Fujifilm FinePix S5700
- 10x optical zoom, speedy operation
- Poor colour reproduction, high chromatic aberration, slow burst mode
The FinePix S5700 is a decent but uninspiring advanced digital camera. While it will do most of what you want, it is let down by average image quality.
Price$ 399.00 (AUD)
Unlike their latest compact camera, the FinePix F40fd, FujiFilm's new advanced model, the FinePix S5700, is a little bit of a disappointment. Sporting a 10x zoom lens and a bevy of manual features it offers a lot of functionality, but falls down in image quality.
The most noticeable issue colour. Scoring 10.6 in Imatest's colour checker test, this camera doesn't compare favourably with the competition. We almost never see models get double digit scores, so this was disappointing. Our test shots revealed strong inaccuracy across the whole spectrum, particularly blues, which lead us to think this was a white balance issue. As illustrated in our test charts, many shades of blue turned out grey. We tried playing with the white balance presets and using the custom mode, but it didn't have a big impact. The error is just high enough to be readily visible in regular photographs and will irritate some users.

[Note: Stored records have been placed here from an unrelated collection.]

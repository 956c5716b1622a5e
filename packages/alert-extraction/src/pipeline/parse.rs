//! Message parse runner: extract, score, and persist hits per message.

use tracing::{info, warn};

use crate::error::Result;
use crate::parsers;
use crate::scoring;
use crate::traits::store::HitStore;
use crate::types::message::{MailMessage, MessageOutcome};

/// Counters from one parse run.
#[derive(Debug, Clone, Default, PartialEq, Eq)]
pub struct ParseRunResult {
    /// Messages seen
    pub messages: usize,

    /// Messages with no registered parser
    pub unsupported: usize,

    /// Hits persisted across all messages
    pub hits: usize,

    /// Messages that parsed to zero hits
    pub empty: usize,

    /// Messages whose parse or persistence failed
    pub errors: usize,
}

/// Parse a batch of messages, scoring and persisting the extracted hits.
///
/// Each message is dispatched through the parser registry by sender
/// address. A failure on one message records a `parse_error` outcome and
/// moves on; it never aborts the run.
pub async fn run_parse<S: HitStore>(store: &S, messages: &[MailMessage]) -> Result<ParseRunResult> {
    let mut result = ParseRunResult::default();

    for message in messages {
        result.messages += 1;

        let Some(config) = parsers::config_for_sender(&message.from_address) else {
            store
                .record_message_outcome(&MessageOutcome::unsupported(
                    &message.message_id,
                    &message.from_address,
                ))
                .await?;
            result.unsupported += 1;
            continue;
        };

        let hits: Vec<_> = (config.parse)(&message.html_body)
            .filter(|h| !h.tracking_url.trim().is_empty())
            .collect();

        let confidences: Vec<u8> = hits.iter().map(|h| h.hit_confidence).collect();
        let message_confidence =
            scoring::score_message(&confidences, Some(config.hits_expected));

        match store
            .upsert_hits(&message.message_id, config.source, &hits)
            .await
        {
            Ok(persisted) => {
                store
                    .record_message_outcome(&MessageOutcome::parsed(
                        &message.message_id,
                        &message.from_address,
                        config.parser_name,
                        config.parser_version,
                        message_confidence,
                        persisted,
                    ))
                    .await?;

                result.hits += persisted;
                if persisted == 0 {
                    result.empty += 1;
                }
            }
            Err(e) => {
                warn!(message_id = %message.message_id, error = %e, "Failed to persist hits");
                store
                    .record_message_outcome(&MessageOutcome::parse_error(
                        &message.message_id,
                        &message.from_address,
                        e.to_string(),
                    ))
                    .await?;
                result.errors += 1;
            }
        }
    }

    info!(
        messages = result.messages,
        hits = result.hits,
        empty = result.empty,
        errors = result.errors,
        unsupported = result.unsupported,
        "Parse run complete"
    );

    Ok(result)
}

#[cfg(test)]
mod tests {
    use super::*;
    use crate::stores::MemoryHitStore;
    use crate::types::message::ParseStatus;

    const TITLE_STYLE: &str = "color:#2e3849;font-size:16px;font-weight:700";
    const COMPANY_STYLE: &str = "color:#5a6881;font-size:14px;font-weight:400";

    fn seek_card(path: &str, title: &str) -> String {
        format!(
            r#"<a href="https://email.s.seek.com.au/uni/ss/c/{path}">
                <div style="{TITLE_STYLE}">{title}</div>
                <div style="{COMPANY_STYLE}">Acme</div>
                <div>Sydney NSW</div>
            </a>"#
        )
    }

    fn seek_message(id: &str, cards: &[String]) -> MailMessage {
        MailMessage::new(
            id,
            "jobmail@s.seek.com.au",
            format!("<html><body>{}</body></html>", cards.join("")),
        )
    }

    #[tokio::test]
    async fn test_unsupported_sender_recorded() {
        let store = MemoryHitStore::new();
        let message = MailMessage::new("m1", "noreply@example.com", "<html></html>");

        let result = run_parse(&store, &[message]).await.unwrap();

        assert_eq!(result.unsupported, 1);
        assert_eq!(result.hits, 0);
        let outcome = store.message_outcome("m1").unwrap();
        assert_eq!(outcome.status, ParseStatus::Unsupported);
    }

    #[tokio::test]
    async fn test_parses_and_persists_hits() {
        let store = MemoryHitStore::new();
        let message = seek_message(
            "m1",
            &[seek_card("a", "First Role"), seek_card("b", "Second Role")],
        );

        let result = run_parse(&store, &[message]).await.unwrap();

        assert_eq!(result.hits, 2);
        assert_eq!(store.hit_count(), 2);

        let outcome = store.message_outcome("m1").unwrap();
        assert_eq!(outcome.status, ParseStatus::Parsed);
        assert_eq!(outcome.hit_count, 2);
        assert_eq!(outcome.parser_name.as_deref(), Some("seek_alert_parser"));
        assert!(outcome.confidence.is_some());
    }

    #[tokio::test]
    async fn test_supported_but_empty_message() {
        let store = MemoryHitStore::new();
        let message = seek_message("m1", &[]);

        let result = run_parse(&store, &[message]).await.unwrap();

        assert_eq!(result.empty, 1);
        let outcome = store.message_outcome("m1").unwrap();
        assert_eq!(outcome.status, ParseStatus::Empty);
        // The parser matched the sender but found nothing: suspicious, not zero.
        assert_eq!(outcome.confidence, Some(10));
    }

    #[tokio::test]
    async fn test_reparse_is_idempotent() {
        let store = MemoryHitStore::new();
        let message = seek_message("m1", &[seek_card("a", "First Role")]);

        run_parse(&store, std::slice::from_ref(&message)).await.unwrap();
        run_parse(&store, &[message]).await.unwrap();

        assert_eq!(store.hit_count(), 1);
    }
}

Our sharpness and chromatic aberration tests also encountered some issues. For Imatest to operate properly the shot needs to be exposed correctly. Normally we take a variety of shots with different exposure compensation settings, in order to capture several that will test without error. Unfortunately with the S5700, we couldn't manage to capture a shot that was perfectly exposed. Imatest always gave us a small amount of clipping. This isn't a massive problem, but it does mean the results may not be as accurate as normal.
With that in mind we took the shot with the lowest error, which was barely big enough to cause concern, and it achieved a score of 1543 in Imatest. This is a decent result for a 7.1 megapixel sensor and places the S5700 in the middle of the pack. We noticed a slight softness to some of our test shots, but unless you're making fairly hefty enlargements this won't be noticeable.
Another area of disappointment was the chromatic aberration test, where this camera scored .188%. This is quite a bit higher than we normally see, and is most probably the cause of a lot of the softness we saw around the edges of our test shots. We also noticed a fairly prominent haloing around areas of high contrast, which was visible at small and medium magnifications. This won't impact standard 4x6in prints, but as with the sharpness, if you want to make reasonable enlargements it will become a factor.
The S5700 scored a little better in image noise, with a result of .73% at ISO 100. It produced clean, speckle free shots which will satisfy the majority of users. We also tested at higher sensitivities and found generally the noise scaled quite well. Our shots were usable at up to ISO 400 with only minor degradation, and while above that they had a very visible drop in quality, we would say they are still somewhat usable. People who enjoy shooting in low light should find this performance enticing.
When combined with the 10x optical zoom lens it also means the S5700 is a great option for shooting things like children's sporting events, as the high ISO will help reduce blur. Other features include full manual shooting modes with aperture settings from f/3.5 - f/13.6 and shutter speeds from 1/1000th of a second through to four seconds. These aren't quite as robust as the settings on some other advanced cameras (particularly the four second maximum) but they allow a little extra creative control and should sate budding photographers.
There is also the standard array of preset and manual white balance options, ISO sensitivities up to 1600 and the usual multi and spot focus modes. There is a burst mode, but it was extremely slow for an advanced camera, operating at roughly 1.2 shots per second. Compared to some units which churn out two or three shots per second this was quite disappointing. It was a little strange though, seeing as in our other speed tests, the S5700 performed admirably. With a 1.8 second power-up time and 1.9 seconds between shots combined with the miniscule .04 second shutter lag, you won't miss any action with this model.
The S5700 has a fairly standard design for an advanced model. It is chunky and angular with a black plastic casing that isn't as sturdy as we'd like. Ultra zoom models never tend to look attractive as they have the zoom lens jutting from the front and typically accompany that with a rugged leather grip. The S5700 certainly won't win any awards for style, but it manages to stick fairly closely to this aesthetic.
The controls are laid out in a relatively standard manner, with a few exceptions. Turning the unit on and off is achieved by flicking a switch, which is a novel, if useless difference. The rest of the functions are controlled using a five-way navigation ring and a function wheel. A few buttons are scattered around the chassis to provide shortcuts.